Ora em pé, ora sentado sobre a tumba.
Nada via ou ouvia, senão seus próprios pensamentos.
E eu, em todas as oportunidades, aproximava-me dele e fazia uma prece a seu favor.
A esta altura eu sabia que seu resgate seria difícil. Após inúmeros encontros onde tantas vezes eu já havia acessado seus pensamentos, ficou muito claro que sua consciência o acusava de ter abreviado a própria vida, o que enchia de remorso e tristeza seu coração.
A mim, só restava ter fé e paciência.
Finalmente, após muita preparação e muito estudo, fui autorizado a tentar uma aproximação mais direta.
Abaixei o máximo que pude meu padrão vibratório e contando com a sustentação de meu grupo de socorro e com o apoio psíquico de um grupo de trabalhadores encarnados, consegui ser notado por ele.

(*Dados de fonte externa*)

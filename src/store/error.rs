use thiserror::Error;

use super::schema::ValidationError;

/// Document store error types
#[derive(Error, Debug)]
pub enum StoreError {
    /// The document failed its collection schema
    #[error("{0}")]
    Validation(ValidationError),

    #[error("Database error: {0}")]
    Database(#[from] sqlx::Error),

    #[error("Store call timed out after {0}ms")]
    Timeout(u64),

    #[error("Stored document {collection}/{id} is unreadable: {reason}")]
    Corrupt {
        collection: &'static str,
        id: String,
        reason: String,
    },

    #[error("Store unavailable: {0}")]
    Unavailable(String),
}

impl StoreError {
    pub fn is_validation(&self) -> bool {
        matches!(self, StoreError::Validation(_))
    }
}

#[cfg(test)]
mod tests {
    use super::*;

    #[test]
    fn test_display() {
        assert_eq!(
            StoreError::Timeout(250).to_string(),
            "Store call timed out after 250ms"
        );
        assert_eq!(
            StoreError::Unavailable("connection refused".into()).to_string(),
            "Store unavailable: connection refused"
        );
        let corrupt = StoreError::Corrupt {
            collection: "orders",
            id: "01J".into(),
            reason: "body is not an object".into(),
        };
        assert!(corrupt.to_string().contains("orders/01J"));
    }

    #[test]
    fn test_is_validation() {
        assert!(!StoreError::Timeout(1).is_validation());
    }
}
//! Gateway types module
//!
//! - [`response`]: error buckets, their HTTP mapping, and success helpers
//! - [`request`]: turning raw JSON bodies into documents

pub mod request;
pub mod response;

pub use request::document_from_body;
pub use response::{ApiError, ApiResult, ErrorBody, created, ok};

Por breves momentos, consegui tirá-lo do transe e que permanecia há anos.
Trocamos algumas palavras e ele voltou a recolher-se em seu pequeno mundo. Pareceu pouco, mas naquele dia demos um grande passo.
Muitos outros encontros foram necessários, até que Humberto (este era o nome dele) aceitasse minha aproximação e conversasse comigo de forma direta e aberta.
Difícil também foi fazê-lo compreender os fatos e trazê-lo à nossa Colônia. Isto aconteceu há pouco tempo, na virada do milênio.
Deixei de ser socorrista há pelo menos vinte anos, atendendo a outros chamados na Seara de Jesus.
Mas, a ligação afetiva que desenvolvi por aquele rapaz fez com que não abandonasse seu caso.
Hoje Humberto está em tratamento intensivo, mas provavelmente não terá condições de adaptar-se á vida espiritual.
Por esta razão, nosso mentores estão preparando-o para a reencarnação, onde ela não se furtará de um corpo enfermo, obtendo assim a bendita oportunidade de redimir-se de seus atos e, queira Deus, retornar fortalecido ao Plano Espiritual.
Estarei a seu lado sempre que me for permitido e farei uma prece em seu favor, como venho fazendo nos últimos trinta anos.
Manoel Dantas *
(Psicografado por Cleber P. Campos)
* Manoel Dantas (1867 - 1924) preside os trabalhos de psicografias desde 2000. Foi um grande educador em sua última jornada na Terra e teria sido médico em uma encarnação anterior.